Detengámonos sobre el breve pero interesante ensayo de Heidegger “El arte y el espacio”. El filósofo se plantea una serie de interrogantes alrededor del espacio y entre ellos su relación con la plástica y el espacio artístico, fundamentalmente la escultura. En el ensayo encontramos una serie de preguntas donde pone de manifiesto la diferencia del espacio artístico en relación al espacio científico. “El espacio, ¿pertenece a esos fenómenos primarios que, al ser descubiertos, despiertan en el hombre, según palabras de Goethe, una suerte de espanto que llega a convertirse en angustia? Porque parece que detrás del espacio no hay nada más a lo que pudiera ser reconducido, y delante de él no hay desvío que lleve a otra cosa. Lo peculiar del espacio tiene que mostrarse a partir de él mismo. ¿Se deja decir todavía su peculiaridad?” (Heidegger, 2009: 19). Ese espacio primitivo ya no tiene en la actualidad las mismas connotaciones, en todo caso nos referiremos a él desde diversos conceptos abstractos. El espacio cósmico nos intriga, pero su conquista es una cuestión técnico-científica. En cuanto al espacio artístico es evidentemente una formulación indeterminada, ya que entre otras cuestiones cuando nos referimos a él no sabemos si lo hacemos al espacio artístico o al espacio en la obra de arte, y se genera cierta confusión. Expresa Heidegger “Una vez admitido que el arte es el poner-en-obra la verdad y que la verdad designa el desocultamiento del ser” (Heidegger, 2009: 21). Efectivamente debemos partir de esa verdad, aunque no quede claro que el arte en general sea, en la actualidad, una búsqueda de esa verdad. En lo que sí estoy plenamente de acuerdo con el filósofo es en que es la “desocultación del ser” y como he venido manteniendo en estas notas nos encontramos ante la tarea de esclarecer lo oculto, dicho en otras palabras: hacer visible lo invisible. Es en ese hacer donde podemos hallar la verdad. Son interesantes también los planteamientos espaciales del sitio y el paraje, y los interrogantes que plantea alrededor de ellos. Cabría añadir que, si los sitios son el resultado y la consecuencia de espaciar, el actuar en esos sitios espaciados (lugares), no es más que ejercer una injerencia, una influencia en esos sitios, dejar una huella, una transmutación. Escribía Heidegger: “Sin embargo, el vacío está presumiblemente hermanado con el carácter peculiar del lugar y, por ello, no es un echar en falta, sino un producir.”  *(Heidegger, 2009: 31).

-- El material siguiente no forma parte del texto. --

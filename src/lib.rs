//! Support library for UI test automation.
//!
//! * [`tree`] rebuilds an element hierarchy from a textual debug dump.
//! * [`locator`] derives expressions that relocate those elements later.
//! * [`progress`] folds scenario actions into a passing / flagging /
//!   failing outcome and reports it to a test host.

pub mod cli;
pub mod error;
pub mod locator;
pub mod progress;
pub mod report;
pub mod trace;
pub mod tree;

pub use error::{DumpError, ProgressError};
pub use locator::path::{LocatorEntry, PathGenerator};
pub use progress::action::Action;
pub use progress::evaluator::{ProgressEvaluator, Scenario};
pub use progress::finalize::{HostHarness, finalize};
pub use progress::progress_model::{Outcome, TaskFailure, Verdict};
pub use tree::element_model::{ElementNode, ElementTree, NodeId};
pub use tree::parser::{DebugTreeParser, ParsedSnapshot};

También el ya mencionado Ernst Cassirer nos habla del espacio: “En la totalidad de la cosmovisión mitológica el espacio no desempeña en modo alguno en cuanto al contenido una función idéntica a la que corresponde al espacio geométrico en la construcción de la “naturaleza” empírica, objetiva, pero sí una función análoga en cuanto a la forma” (Cassirer, 1972: 76-77).



Martín Noguerol










 * Esta es una cuestión con la que trabajaba Jorge Oteiza el concepto vacío-lugar. Heidegger da a conocer su texto “El arte y el espacio” en 1969, dedicado a Eduardo Chillida.